(Records from a dataset)
□ □ □ □

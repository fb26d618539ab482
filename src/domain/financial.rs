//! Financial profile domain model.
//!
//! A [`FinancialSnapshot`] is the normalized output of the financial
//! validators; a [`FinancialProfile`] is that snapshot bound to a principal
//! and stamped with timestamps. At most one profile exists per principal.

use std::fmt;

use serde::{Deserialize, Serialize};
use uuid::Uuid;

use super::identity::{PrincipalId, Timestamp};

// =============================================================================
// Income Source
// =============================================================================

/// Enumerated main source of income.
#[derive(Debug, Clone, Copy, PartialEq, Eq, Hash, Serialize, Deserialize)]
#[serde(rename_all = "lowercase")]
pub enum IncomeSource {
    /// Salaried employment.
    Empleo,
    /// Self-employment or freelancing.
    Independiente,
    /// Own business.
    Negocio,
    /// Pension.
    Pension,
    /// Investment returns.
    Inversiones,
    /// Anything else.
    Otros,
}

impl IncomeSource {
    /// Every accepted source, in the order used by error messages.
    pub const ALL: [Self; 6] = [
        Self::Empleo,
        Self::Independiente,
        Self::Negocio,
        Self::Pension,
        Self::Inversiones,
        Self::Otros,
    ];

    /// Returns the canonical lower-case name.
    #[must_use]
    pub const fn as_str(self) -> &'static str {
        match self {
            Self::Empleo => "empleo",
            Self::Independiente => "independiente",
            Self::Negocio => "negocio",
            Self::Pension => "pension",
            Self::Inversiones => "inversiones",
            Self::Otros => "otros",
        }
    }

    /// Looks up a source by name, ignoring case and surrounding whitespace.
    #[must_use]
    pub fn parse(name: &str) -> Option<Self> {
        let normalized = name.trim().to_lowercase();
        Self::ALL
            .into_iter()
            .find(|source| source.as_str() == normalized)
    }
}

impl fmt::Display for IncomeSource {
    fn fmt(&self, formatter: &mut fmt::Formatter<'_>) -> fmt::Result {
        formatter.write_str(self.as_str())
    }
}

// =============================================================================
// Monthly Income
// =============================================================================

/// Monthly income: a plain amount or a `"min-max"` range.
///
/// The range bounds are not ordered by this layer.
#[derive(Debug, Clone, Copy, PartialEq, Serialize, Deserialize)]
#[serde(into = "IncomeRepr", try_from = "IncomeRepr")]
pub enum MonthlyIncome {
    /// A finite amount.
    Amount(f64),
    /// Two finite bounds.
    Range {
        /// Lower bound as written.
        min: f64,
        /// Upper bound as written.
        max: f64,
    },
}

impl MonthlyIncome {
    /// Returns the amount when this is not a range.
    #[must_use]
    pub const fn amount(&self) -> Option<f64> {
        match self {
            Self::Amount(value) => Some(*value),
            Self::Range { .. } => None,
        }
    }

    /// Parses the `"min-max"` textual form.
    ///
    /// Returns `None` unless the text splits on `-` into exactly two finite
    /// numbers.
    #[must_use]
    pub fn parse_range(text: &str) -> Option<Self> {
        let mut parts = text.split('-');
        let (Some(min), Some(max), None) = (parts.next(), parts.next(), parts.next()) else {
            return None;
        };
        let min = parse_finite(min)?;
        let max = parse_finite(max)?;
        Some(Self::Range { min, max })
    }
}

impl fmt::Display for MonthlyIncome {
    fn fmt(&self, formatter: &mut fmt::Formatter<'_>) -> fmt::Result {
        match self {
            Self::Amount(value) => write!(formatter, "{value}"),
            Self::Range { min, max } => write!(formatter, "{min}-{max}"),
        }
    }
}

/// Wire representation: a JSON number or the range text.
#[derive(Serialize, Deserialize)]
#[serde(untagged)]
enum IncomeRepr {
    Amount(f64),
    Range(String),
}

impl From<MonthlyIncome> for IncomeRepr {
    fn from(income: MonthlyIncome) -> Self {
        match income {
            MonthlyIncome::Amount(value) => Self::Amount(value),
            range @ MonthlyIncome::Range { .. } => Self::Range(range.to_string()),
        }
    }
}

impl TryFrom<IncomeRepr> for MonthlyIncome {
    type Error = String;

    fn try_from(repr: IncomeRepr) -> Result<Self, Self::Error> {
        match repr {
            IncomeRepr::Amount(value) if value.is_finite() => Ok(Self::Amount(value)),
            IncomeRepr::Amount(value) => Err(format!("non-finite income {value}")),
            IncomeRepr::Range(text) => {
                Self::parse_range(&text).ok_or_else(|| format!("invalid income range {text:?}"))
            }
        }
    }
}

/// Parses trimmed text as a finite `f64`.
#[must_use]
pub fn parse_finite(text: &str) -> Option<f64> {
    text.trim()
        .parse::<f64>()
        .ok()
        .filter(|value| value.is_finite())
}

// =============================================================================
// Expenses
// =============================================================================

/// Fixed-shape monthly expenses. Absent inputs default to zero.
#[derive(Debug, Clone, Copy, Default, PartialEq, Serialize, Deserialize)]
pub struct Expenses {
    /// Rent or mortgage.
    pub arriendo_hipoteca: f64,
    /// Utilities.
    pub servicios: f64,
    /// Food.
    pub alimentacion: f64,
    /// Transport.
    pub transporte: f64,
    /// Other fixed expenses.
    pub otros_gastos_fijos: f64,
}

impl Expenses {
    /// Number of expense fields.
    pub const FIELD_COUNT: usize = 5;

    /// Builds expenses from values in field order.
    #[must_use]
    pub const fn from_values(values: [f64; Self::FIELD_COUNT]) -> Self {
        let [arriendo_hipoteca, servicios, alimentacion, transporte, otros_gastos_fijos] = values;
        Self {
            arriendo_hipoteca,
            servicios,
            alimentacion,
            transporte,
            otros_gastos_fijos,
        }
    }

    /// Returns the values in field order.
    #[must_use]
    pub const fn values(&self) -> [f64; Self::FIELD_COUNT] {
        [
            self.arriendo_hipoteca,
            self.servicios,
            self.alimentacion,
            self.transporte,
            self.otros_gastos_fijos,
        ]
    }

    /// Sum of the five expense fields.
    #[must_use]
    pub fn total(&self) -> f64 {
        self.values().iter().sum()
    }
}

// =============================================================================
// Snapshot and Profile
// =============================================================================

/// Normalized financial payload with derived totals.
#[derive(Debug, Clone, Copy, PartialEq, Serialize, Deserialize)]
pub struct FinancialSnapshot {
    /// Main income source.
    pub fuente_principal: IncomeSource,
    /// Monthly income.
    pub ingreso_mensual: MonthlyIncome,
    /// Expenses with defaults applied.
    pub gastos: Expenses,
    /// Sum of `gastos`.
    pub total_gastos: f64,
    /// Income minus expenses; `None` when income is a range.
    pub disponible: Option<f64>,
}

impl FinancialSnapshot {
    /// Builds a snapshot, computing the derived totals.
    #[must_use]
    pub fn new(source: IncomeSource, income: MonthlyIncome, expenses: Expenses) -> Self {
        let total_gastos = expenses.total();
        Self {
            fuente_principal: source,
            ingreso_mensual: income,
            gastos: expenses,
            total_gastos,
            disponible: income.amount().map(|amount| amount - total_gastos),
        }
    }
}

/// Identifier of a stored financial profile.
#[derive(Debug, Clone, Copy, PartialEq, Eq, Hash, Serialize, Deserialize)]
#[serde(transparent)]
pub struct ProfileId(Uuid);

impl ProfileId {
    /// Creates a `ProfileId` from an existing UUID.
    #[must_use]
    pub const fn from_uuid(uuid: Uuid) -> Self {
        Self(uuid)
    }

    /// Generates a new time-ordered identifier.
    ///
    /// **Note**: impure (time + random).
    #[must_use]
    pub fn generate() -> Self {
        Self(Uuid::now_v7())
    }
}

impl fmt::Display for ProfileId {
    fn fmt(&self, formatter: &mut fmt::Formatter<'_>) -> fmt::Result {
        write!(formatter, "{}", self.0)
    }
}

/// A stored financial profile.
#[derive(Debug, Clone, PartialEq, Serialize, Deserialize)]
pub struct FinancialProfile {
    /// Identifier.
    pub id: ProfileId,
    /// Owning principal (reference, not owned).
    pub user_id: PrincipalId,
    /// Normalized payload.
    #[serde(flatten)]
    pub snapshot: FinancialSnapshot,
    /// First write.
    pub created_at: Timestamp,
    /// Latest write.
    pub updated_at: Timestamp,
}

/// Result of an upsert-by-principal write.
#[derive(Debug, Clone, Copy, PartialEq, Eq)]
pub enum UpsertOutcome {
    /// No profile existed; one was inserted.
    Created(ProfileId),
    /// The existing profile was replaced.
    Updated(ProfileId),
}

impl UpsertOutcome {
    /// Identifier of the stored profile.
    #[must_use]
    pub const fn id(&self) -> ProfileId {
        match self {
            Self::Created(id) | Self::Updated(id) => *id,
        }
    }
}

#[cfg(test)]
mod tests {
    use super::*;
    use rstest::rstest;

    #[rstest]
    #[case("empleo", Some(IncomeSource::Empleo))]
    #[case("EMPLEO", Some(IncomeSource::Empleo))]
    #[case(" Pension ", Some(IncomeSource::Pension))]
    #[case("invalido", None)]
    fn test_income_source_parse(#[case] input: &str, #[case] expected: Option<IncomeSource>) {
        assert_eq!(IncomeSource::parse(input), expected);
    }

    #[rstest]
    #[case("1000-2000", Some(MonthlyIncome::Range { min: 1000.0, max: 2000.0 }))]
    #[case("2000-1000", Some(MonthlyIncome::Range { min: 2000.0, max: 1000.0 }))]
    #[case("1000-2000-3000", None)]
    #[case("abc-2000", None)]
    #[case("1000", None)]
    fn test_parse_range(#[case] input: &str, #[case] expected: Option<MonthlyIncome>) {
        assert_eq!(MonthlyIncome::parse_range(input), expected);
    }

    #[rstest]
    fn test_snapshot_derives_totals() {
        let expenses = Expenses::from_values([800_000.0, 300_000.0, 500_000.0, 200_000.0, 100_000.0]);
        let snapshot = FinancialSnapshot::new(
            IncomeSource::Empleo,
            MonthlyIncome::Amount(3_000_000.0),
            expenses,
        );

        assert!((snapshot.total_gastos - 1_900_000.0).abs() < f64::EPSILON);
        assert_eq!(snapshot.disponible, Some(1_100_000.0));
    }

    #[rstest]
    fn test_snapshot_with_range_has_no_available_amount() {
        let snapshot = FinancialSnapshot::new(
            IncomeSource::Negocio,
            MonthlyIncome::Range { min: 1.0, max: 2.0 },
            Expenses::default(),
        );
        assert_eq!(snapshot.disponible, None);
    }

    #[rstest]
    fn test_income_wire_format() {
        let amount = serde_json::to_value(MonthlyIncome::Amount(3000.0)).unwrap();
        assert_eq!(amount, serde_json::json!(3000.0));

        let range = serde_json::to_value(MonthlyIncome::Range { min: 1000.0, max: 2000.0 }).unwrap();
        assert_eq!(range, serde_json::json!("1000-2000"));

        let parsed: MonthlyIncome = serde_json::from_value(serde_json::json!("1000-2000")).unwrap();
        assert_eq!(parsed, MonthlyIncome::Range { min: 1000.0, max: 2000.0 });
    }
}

□ □ □ □

** What needs to be done **
What number of lines in the records hold the word "Independiente"? Reply with that number alone.

** Exercise solution **
3